Factor k^2 - 2k - 24.
Understand the Problem
The question is asking to factor the quadratic expression k^2 - 2k - 24. To solve this, we will look for two numbers that multiply to -24 and add up to -2, which will help us rewrite the expression in its factored form.
Answer
The factored form of $k^2 - 2k - 24$ is $(k - 6)(k + 4)$.
Answer for screen readers
The factored form of the quadratic expression $k^2 - 2k - 24$ is $(k - 6)(k + 4)$.
Steps to Solve
- Identify the coefficients The quadratic expression is in the form $ax^2 + bx + c$. Here, we have:
- $a = 1$ (coefficient of $k^2$)
- $b = -2$ (coefficient of $k$)
- $c = -24$ (constant term)
- Find two numbers that multiply and add to required values We need to find two numbers that multiply to $c = -24$ and add to $b = -2$.
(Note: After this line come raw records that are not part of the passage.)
use axum::{
    Json,
    extract::{Path, State},
    http::StatusCode,
    response::{IntoResponse, Response},
};
use storage::{
    Database,
    dto::workout::{CreateWorkoutRequest, WorkoutRecordDetail},
    models::WorkoutRecord,
};
use validator::Validate;

use crate::error::WebError;

use super::services;

#[utoipa::path(
    get,
    path = "/api/workouts",
    responses(
        (status = 200, description = "All workout records with member names, newest first", body = Vec<WorkoutRecordDetail>)
    ),
    tag = "workouts"
)]
pub async fn list_workouts(State(db): State<Database>) -> Result<Response, WebError> {
    let workouts = services::list_workouts(db.pool()).await?;

    Ok(Json(workouts).into_response())
}

#[utoipa::path(
    post,
    path = "/api/workouts",
    request_body = CreateWorkoutRequest,
    responses(
        (status = 201, description = "Workout logged", body = WorkoutRecord),
        (status = 400, description = "Validation error"),
        (status = 409, description = "Member does not exist")
    ),
    tag = "workouts"
)]
pub async fn create_workout(
    State(db): State<Database>,
    Json(req): Json<CreateWorkoutRequest>,
) -> Result<Response, WebError> {
    req.validate()?;

    let record = services::log_workout(db.pool(), &req).await?;

    Ok((StatusCode::CREATED, Json(record)).into_response())
}

#[utoipa::path(
    delete,
    path = "/api/workouts/{id}",
    params(
        ("id" = i64, Path, description = "Workout record id")
    ),
    responses(
        (status = 204, description = "Workout deleted"),
        (status = 404, description = "Workout not found")
    ),
    tag = "workouts"
)]
pub async fn delete_workout(
    State(db): State<Database>,
    Path(id): Path<i64>,
) -> Result<Response, WebError> {
    services::delete_workout(db.pool(), id).await?;

    Ok(StatusCode::NO_CONTENT.into_response())
}
use chrono::NaiveDate;
use sqlx::SqlitePool;

use crate::dto::class::{ClassListing, CreateClassRequest};
use crate::error::{Result, StorageError};
use crate::models::GymClass;

const CLASS_COLUMNS: &str = "id, class_name, trainer_id, date, time, duration, max_capacity";

/// Seat counts are derived from confirmed bookings on every read.
const LISTING_SELECT: &str = r#"
    SELECT c.id, c.class_name, c.trainer_id, t.name AS trainer_name,
           c.date, c.time, c.duration, c.max_capacity,
           COUNT(b.id) AS current_bookings,
           c.max_capacity - COUNT(b.id) AS available_spots
    FROM classes c
    JOIN trainers t ON c.trainer_id = t.id
    LEFT JOIN bookings b ON b.class_id = c.id AND b.status = 'confirmed'
"#;

pub struct ClassRepository<'a> {
    pool: &'a SqlitePool,
}

impl<'a> ClassRepository<'a> {
    pub fn new(pool: &'a SqlitePool) -> Self {
        Self { pool }
    }

    /// All classes, latest first
    pub async fn list(&self) -> Result<Vec<ClassListing>> {
        let classes = sqlx::query_as::<_, ClassListing>(&format!(
            "{LISTING_SELECT} GROUP BY c.id ORDER BY c.date DESC, c.time DESC"
        ))
        .fetch_all(self.pool)
        .await?;

        Ok(classes)
    }

    /// Classes on or after `today`, in schedule order
    pub async fn list_upcoming(&self, today: NaiveDate) -> Result<Vec<ClassListing>> {
        let classes = sqlx::query_as::<_, ClassListing>(&format!(
            "{LISTING_SELECT} WHERE c.date >= ? GROUP BY c.id ORDER BY c.date, c.time"
        ))
        .bind(today)
        .fetch_all(self.pool)
        .await?;

        Ok(classes)
    }

    pub async fn find_listing(&self, id: i64) -> Result<ClassListing> {
        let class = sqlx::query_as::<_, ClassListing>(&format!(
            "{LISTING_SELECT} WHERE c.id = ? GROUP BY c.id"
        ))
        .bind(id)
        .fetch_optional(self.pool)
        .await?
        .ok_or(StorageError::NotFound)?;

        Ok(class)
    }

    pub async fn create(&self, req: &CreateClassRequest) -> Result<GymClass> {
        let time = req.normalized_time().ok_or_else(|| {
            StorageError::ConstraintViolation(format!("Invalid class time '{}'", req.time))
        })?;

        let class = sqlx::query_as::<_, GymClass>(&format!(
            r#"
            INSERT INTO classes (class_name, trainer_id, date, time, duration, max_capacity)
            VALUES (?, ?, ?, ?, ?, ?)
            RETURNING {CLASS_COLUMNS}
            "#
        ))
        .bind(req.class_name.trim())
        .bind(req.trainer_id)
        .bind(req.date)
        .bind(time)
        .bind(req.duration)
        .bind(req.max_capacity)
        .fetch_one(self.pool)
        .await
        .map_err(|e| StorageError::from(e).with_reference_context("Trainer"))?;

        Ok(class)
    }

    /// Delete a class together with all of its bookings
    pub async fn delete(&self, id: i64) -> Result<u64> {
        let mut tx = self.pool.begin().await?;

        let bookings = sqlx::query("DELETE FROM bookings WHERE class_id = ?")
            .bind(id)
            .execute(&mut *tx)
            .await?
            .rows_affected();

        let result = sqlx::query("DELETE FROM classes WHERE id = ?")
            .bind(id)
            .execute(&mut *tx)
            .await?;

        if result.rows_affected() == 0 {
            return Err(StorageError::NotFound);
        }

        tx.commit().await?;

        tracing::info!(class_id = id, bookings, "Deleted class and its bookings");

        Ok(bookings)
    }

    pub async fn count_upcoming(&self, today: NaiveDate) -> Result<i64> {
        let count = sqlx::query_scalar::<_, i64>("SELECT COUNT(*) FROM classes WHERE date >= ?")
            .bind(today)
            .fetch_one(self.pool)
            .await?;

        Ok(count)
    }
}
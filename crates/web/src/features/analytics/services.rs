use chrono::{Days, NaiveDate};
use sqlx::SqlitePool;
use storage::{
    dto::analytics::{
        ActivityHeatmap, ExerciseCalories, MembershipCount, MonthlyActivity, PopularExercise,
        TimeSlotLoad, TrainerLoad, TrainerRating,
    },
    error::Result,
    repository::analytics::AnalyticsRepository,
};

/// The heatmap only covers the last month of workouts.
pub const HEATMAP_WINDOW_DAYS: u64 = 30;

/// Every chart on the analytics page, loaded in one go
#[derive(Debug, Clone)]
pub struct AnalyticsOverview {
    pub memberships: Vec<MembershipCount>,
    pub trainer_ratings: Vec<TrainerRating>,
    pub monthly: Vec<MonthlyActivity>,
    pub popular_exercises: Vec<PopularExercise>,
    pub calories: Vec<ExerciseCalories>,
    pub trainer_load: Vec<TrainerLoad>,
    pub time_slots: Vec<TimeSlotLoad>,
    pub heatmap: ActivityHeatmap,
}

pub async fn membership_distribution(pool: &SqlitePool) -> Result<Vec<MembershipCount>> {
    AnalyticsRepository::new(pool).membership_distribution().await
}

pub async fn trainer_ratings(pool: &SqlitePool) -> Result<Vec<TrainerRating>> {
    AnalyticsRepository::new(pool).trainer_ratings().await
}

pub async fn monthly_activity(pool: &SqlitePool) -> Result<Vec<MonthlyActivity>> {
    AnalyticsRepository::new(pool).monthly_activity().await
}

pub async fn popular_exercises(pool: &SqlitePool) -> Result<Vec<PopularExercise>> {
    AnalyticsRepository::new(pool).popular_exercises().await
}

pub async fn calories_by_exercise(pool: &SqlitePool) -> Result<Vec<ExerciseCalories>> {
    AnalyticsRepository::new(pool).calories_by_exercise().await
}

pub async fn trainer_load(pool: &SqlitePool) -> Result<Vec<TrainerLoad>> {
    AnalyticsRepository::new(pool).trainer_load().await
}

pub async fn time_slot_distribution(pool: &SqlitePool) -> Result<Vec<TimeSlotLoad>> {
    AnalyticsRepository::new(pool).time_slot_distribution().await
}

pub async fn activity_heatmap(pool: &SqlitePool, today: NaiveDate) -> Result<ActivityHeatmap> {
    let since = today
        .checked_sub_days(Days::new(HEATMAP_WINDOW_DAYS))
        .unwrap_or(NaiveDate::MIN);
    AnalyticsRepository::new(pool).activity_heatmap(since).await
}

pub async fn overview(pool: &SqlitePool, today: NaiveDate) -> Result<AnalyticsOverview> {
    let repo = AnalyticsRepository::new(pool);

    let overview = AnalyticsOverview {
        memberships: repo.membership_distribution().await?,
        trainer_ratings: repo.trainer_ratings().await?,
        monthly: repo.monthly_activity().await?,
        popular_exercises: repo.popular_exercises().await?,
        calories: repo.calories_by_exercise().await?,
        trainer_load: repo.trainer_load().await?,
        time_slots: repo.time_slot_distribution().await?,
        heatmap: activity_heatmap(pool, today).await?,
    };

    tracing::debug!(
        months = overview.monthly.len(),
        heatmap_total = overview.heatmap.total(),
        "Loaded analytics overview"
    );

    Ok(overview)
}
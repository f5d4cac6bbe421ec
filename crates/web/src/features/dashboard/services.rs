use chrono::NaiveDate;
use sqlx::SqlitePool;
use storage::{
    dto::dashboard::DashboardSummary,
    error::Result,
    repository::{
        class::ClassRepository, member::MemberRepository, trainer::TrainerRepository,
        workout::WorkoutRepository,
    },
    services::membership,
};

pub async fn summary(pool: &SqlitePool, today: NaiveDate) -> Result<DashboardSummary> {
    Ok(DashboardSummary {
        active_members: MemberRepository::new(pool).count_active().await?,
        active_trainers: TrainerRepository::new(pool).count_active().await?,
        workouts_today: WorkoutRepository::new(pool).count_on(today).await?,
        upcoming_classes: ClassRepository::new(pool).count_upcoming(today).await?,
        expiring_members: membership::expiring_members(pool, today).await?,
    })
}
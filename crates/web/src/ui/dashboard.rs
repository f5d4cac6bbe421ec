use axum::extract::{Query, State};
use storage::{Database, dto::member::ExpiringMember};

use super::{PageQuery, PageResult, layout};
use crate::features::dashboard::services;

pub async fn page(State(db): State<Database>, Query(query): Query<PageQuery>) -> PageResult {
    let today = crate::today();
    let summary = services::summary(db.pool(), today).await?;

    let metrics = [
        ("Active members", summary.active_members),
        ("Active trainers", summary.active_trainers),
        ("Workouts today", summary.workouts_today),
        ("Upcoming classes", summary.upcoming_classes),
    ]
    .iter()
    .map(|(label, value)| format!("<div class=\"metric\">{label}<strong>{value}</strong></div>"))
    .collect::<String>();

    let body = format!(
        "<p>Today is {today}.</p><div class=\"metrics\">{metrics}</div>\
         <h2>Membership expiry</h2>{}",
        expiry_table(&summary.expiring_members)
    );

    Ok(layout::page("Dashboard", "/", query.flash, &body))
}

fn expiry_table(members: &[ExpiringMember]) -> String {
    if members.is_empty() {
        return "<p>No memberships expire in the next 7 days.</p>".to_string();
    }

    let rows: String = members
        .iter()
        .map(|m| {
            let note = if m.expired {
                "<span class=\"expired\">Expired</span>".to_string()
            } else {
                format!(
                    "<span class=\"warning\">Expires in {} day{}</span>",
                    m.days_left,
                    if m.days_left == 1 { "" } else { "s" }
                )
            };
            format!(
                "<tr><td>{}</td><td>{}</td><td>{}</td><td>{note}</td></tr>",
                layout::escape(&m.name),
                layout::escape(&m.email),
                m.end_date
            )
        })
        .collect();

    format!(
        "<table><tr><th>Name</th><th>Email</th><th>End date</th><th></th></tr>{rows}</table>"
    )
}
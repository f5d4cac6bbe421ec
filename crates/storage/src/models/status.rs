use std::fmt;
use std::str::FromStr;

use serde::{Deserialize, Serialize};
use utoipa::ToSchema;

/// Soft-delete flag shared by members and trainers.
#[derive(
    Debug, Clone, Copy, PartialEq, Eq, Hash, Serialize, Deserialize, sqlx::Type, ToSchema,
)]
#[serde(rename_all = "lowercase")]
#[sqlx(rename_all = "lowercase")]
pub enum Status {
    Active,
    Inactive,
}

impl Status {
    pub fn as_str(&self) -> &'static str {
        match self {
            Self::Active => "active",
            Self::Inactive => "inactive",
        }
    }

    pub fn label(&self) -> &'static str {
        match self {
            Self::Active => "Active",
            Self::Inactive => "Inactive",
        }
    }

    pub fn is_active(&self) -> bool {
        matches!(self, Self::Active)
    }
}

impl fmt::Display for Status {
    fn fmt(&self, f: &mut fmt::Formatter<'_>) -> fmt::Result {
        f.write_str(self.as_str())
    }
}

impl FromStr for Status {
    type Err = ParseEnumError;

    fn from_str(s: &str) -> Result<Self, Self::Err> {
        match s.trim().to_ascii_lowercase().as_str() {
            "active" => Ok(Self::Active),
            "inactive" => Ok(Self::Inactive),
            _ => Err(ParseEnumError::new("status", s)),
        }
    }
}

/// Returned when a stored or submitted enum value is not recognised.
#[derive(Debug, Clone, PartialEq, Eq)]
pub struct ParseEnumError {
    kind: &'static str,
    value: String,
}

impl ParseEnumError {
    pub(crate) fn new(kind: &'static str, value: &str) -> Self {
        Self {
            kind,
            value: value.to_string(),
        }
    }
}

impl fmt::Display for ParseEnumError {
    fn fmt(&self, f: &mut fmt::Formatter<'_>) -> fmt::Result {
        write!(f, "unknown {}: '{}'", self.kind, self.value)
    }
}

impl std::error::Error for ParseEnumError {}

#[cfg(test)]
mod tests {
    use super::*;

    #[test]
    fn test_parse_is_case_insensitive() {
        assert_eq!("Active".parse::<Status>().unwrap(), Status::Active);
        assert_eq!(" INACTIVE ".parse::<Status>().unwrap(), Status::Inactive);
    }

    #[test]
    fn test_parse_rejects_unknown_values() {
        let err = "deleted".parse::<Status>().unwrap_err();
        assert_eq!(err.to_string(), "unknown status: 'deleted'");
    }
}
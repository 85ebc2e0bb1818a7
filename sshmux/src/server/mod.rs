// Copyright 2016 Pierre-Étienne Meunier
//
// Licensed under the Apache License, Version 2.0 (the "License");
// you may not use this file except in compliance with the License.
// You may obtain a copy of the License at
//
// http://www.apache.org/licenses/LICENSE-2.0
//
// Unless required by applicable law or agreed to in writing, software
// distributed under the License is distributed on an "AS IS" BASIS,
// WITHOUT WARRANTIES OR CONDITIONS OF ANY KIND, either express or implied.
// See the License for the specific language governing permissions and
// limitations under the License.
//
use std::sync::Arc;
use std::time::Duration;

use crate::auth::AuthContext;
use crate::channels::{ChannelTable, CHAN_SES_WINDOW_DEFAULT};
use crate::encoding::Position;
use crate::fd::PollSet;
use crate::notify::Notify;
use crate::transport::Transport;
use crate::{ChannelId, Error};

mod dispatch;
mod requests;
mod serverloop;
mod session;

pub use self::dispatch::{Dispatcher, MessageHandler};
pub use self::session::Session;
pub use crate::channels::Protocol;

use self::serverloop::Legacy;

#[derive(Debug, Clone)]
/// Configuration of the connection layer.
pub struct Config {
    /// The window granted on session channels, once their program
    /// runs.
    pub window_size: u32,
    /// The maximal size of a single data packet.
    pub maximum_packet_size: u32,
    /// If set, send a keepalive request on an open channel after this
    /// much time without any message from the client.
    pub client_alive_interval: Option<Duration>,
    /// Number of unanswered keepalive requests before the client is
    /// disconnected.
    pub client_alive_count_max: u32,
    /// Whether clients may open `direct-tcpip` channels and request
    /// remote forwards.
    pub allow_tcp_forwarding: bool,
    /// Whether remote forwards listen on all interfaces, instead of the
    /// loopback interface only.
    pub gateway_ports: bool,
}

impl Default for Config {
    fn default() -> Config {
        Config {
            window_size: CHAN_SES_WINDOW_DEFAULT,
            maximum_packet_size: 32768,
            client_alive_interval: None,
            client_alive_count_max: 3,
            allow_tcp_forwarding: true,
            gateway_ports: false,
        }
    }
}

/// How a child process terminated.
#[derive(Debug, Clone, Copy, PartialEq, Eq)]
pub enum ExitStatus {
    /// Normal exit, with its status code.
    Exited(u32),
    /// Killed by a signal.
    Signaled {
        /// The signal number.
        signal: i32,
        /// Whether a core was dumped.
        core_dumped: bool,
    },
}

impl ExitStatus {
    /// Decode a status returned by `waitpid`. Stopped and continued
    /// children are not terminated, and yield `None`.
    pub fn from_raw(status: libc::c_int) -> Option<Self> {
        if libc::WIFEXITED(status) {
            Some(ExitStatus::Exited(libc::WEXITSTATUS(status) as u32))
        } else if libc::WIFSIGNALED(status) {
            Some(ExitStatus::Signaled {
                signal: libc::WTERMSIG(status),
                core_dumped: libc::WCOREDUMP(status),
            })
        } else {
            None
        }
    }
}

/// The session collaborator: starts sessions, and knows which process
/// runs in which channel. Every method has a default implementation
/// refusing the request.
#[allow(unused_variables)]
pub trait Handler {
    /// The client asks to open a session channel. Returning `false`
    /// refuses it.
    fn open(&mut self, auth: &AuthContext, id: ChannelId) -> bool {
        false
    }

    /// A channel request ("pty-req", "shell", "exec", "window-change",
    /// ...) on channel `id`. The fields following the request name and
    /// the want-reply flag are read from `request`.
    ///
    /// Starting a program is done by attaching its descriptors with
    /// [`ChannelTable::set_fds`](../channels/table/struct.ChannelTable.html#method.set_fds).
    /// Returns whether the request succeeded.
    fn channel_request(
        &mut self,
        channels: &mut ChannelTable,
        session: &mut Session,
        id: ChannelId,
        name: &str,
        request: &mut Position,
    ) -> Result<bool, Error> {
        Ok(false)
    }

    /// Channel `id` is about to be freed. Returning `false` delays the
    /// free, for instance while the session's process is still
    /// running.
    fn close_by_channel(&mut self, id: ChannelId) -> bool {
        true
    }

    /// Child `pid` terminated. Returns the channel its exit status
    /// must be reported on, if any.
    fn close_by_pid(&mut self, pid: libc::pid_t, status: ExitStatus) -> Option<ChannelId> {
        None
    }

    /// Protocol 1: the client's terminal was resized.
    fn window_change(&mut self, row: u32, col: u32, xpixel: u32, ypixel: u32) {}
}

/// The connection layer of one client connection, after
/// authentication.
pub struct Connection<T: Transport, H: Handler> {
    pub(crate) config: Arc<Config>,
    pub(crate) transport: T,
    pub(crate) handler: H,
    pub(crate) auth: AuthContext,
    pub(crate) channels: ChannelTable,
    pub(crate) session: Session,
    pub(crate) dispatch: Dispatcher<T, H>,
    pub(crate) notify: Notify,
    pub(crate) poll: PollSet,
    /// Unanswered keepalive requests.
    pub(crate) client_alive_timeouts: u32,
    /// Whether a channel was ever open when a keepalive fired.
    pub(crate) had_channel: bool,
    pub(crate) connection_closed: bool,
    pub(crate) legacy: Legacy,
}

impl<T: Transport, H: Handler> std::fmt::Debug for Connection<T, H> {
    fn fmt(&self, fmt: &mut std::fmt::Formatter) -> Result<(), std::fmt::Error> {
        fmt.debug_struct("Connection")
            .field("protocol", &self.session.protocol())
            .field("channels", &self.channels.len())
            .field("client_alive_timeouts", &self.client_alive_timeouts)
            .finish()
    }
}

impl<T: Transport, H: Handler> Connection<T, H> {
    /// Create the connection layer on top of an established
    /// `transport`, speaking `protocol`.
    pub fn new(
        config: Arc<Config>,
        transport: T,
        handler: H,
        auth: AuthContext,
        protocol: Protocol,
    ) -> Result<Self, Error> {
        let session = Session::new(
            config.clone(),
            protocol,
            transport.max_packet_size(),
            transport.is_interactive(),
        );
        let legacy = Legacy::new(transport.is_interactive());
        Ok(Connection {
            config,
            transport,
            handler,
            auth,
            channels: ChannelTable::new(),
            session,
            dispatch: Dispatcher::new(protocol),
            notify: Notify::new()?,
            poll: PollSet::new(),
            client_alive_timeouts: 0,
            had_channel: false,
            connection_closed: false,
            legacy,
        })
    }

    /// The session collaborator.
    pub fn handler(&self) -> &H {
        &self.handler
    }

    /// The session collaborator, mutably.
    pub fn handler_mut(&mut self) -> &mut H {
        &mut self.handler
    }

    /// Give the session collaborator back.
    pub fn into_handler(self) -> H {
        self.handler
    }

    /// The channels of this connection.
    pub fn channels(&self) -> &ChannelTable {
        &self.channels
    }

    /// The authenticated user.
    pub fn auth(&self) -> &AuthContext {
        &self.auth
    }

    /// The message table, for collaborators that need to claim
    /// message numbers (such as an interactive authentication device
    /// waiting for responses).
    pub fn dispatcher_mut(&mut self) -> &mut Dispatcher<T, H> {
        &mut self.dispatch
    }

    /// Whether the client closed the connection.
    pub fn is_closed(&self) -> bool {
        self.connection_closed
    }
}

#[cfg(test)]
pub(crate) fn test_session(protocol: Protocol) -> Session {
    Session::new(Arc::new(Config::default()), protocol, 32768, false)
}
The numbers that satisfy this are $-6$ and $4$, since:
$$ -6 \times 4 = -24 $$ $$ -6 + 4 = -2 $$
- Rewrite the expression using the found numbers We can rewrite the original expression by breaking down the middle term (which is $-2k$) using the numbers $-6$ and $4$:
$$ k^2 - 6k + 4k - 24 $$
- Factor by grouping Now, we group the terms:
$$ (k^2 - 6k) + (4k - 24) $$
Factor out the common factors from each group:
$$ k(k - 6) + 4(k - 6) $$
- Factor out the common binomial Now, we can factor out the common binomial $(k - 6)$:
$$ (k - 6)(k + 4) $$
The factored form of the quadratic expression $k^2 - 2k - 24$ is $(k - 6)(k + 4)$.
More Information
Factoring quadratics is a fundamental skill in algebra that helps in solving equations and understanding the behavior of parabolas. The numbers found during the factoring process must meet the specific conditions of adding and multiplying to the coefficients of the quadratic expression.
Tips
- Not checking that the two numbers found multiply to the correct value of $c$. It's essential to verify both conditions (addition and multiplication) are satisfied.
- Forgetting to write the correct factored format. Always include parentheses properly.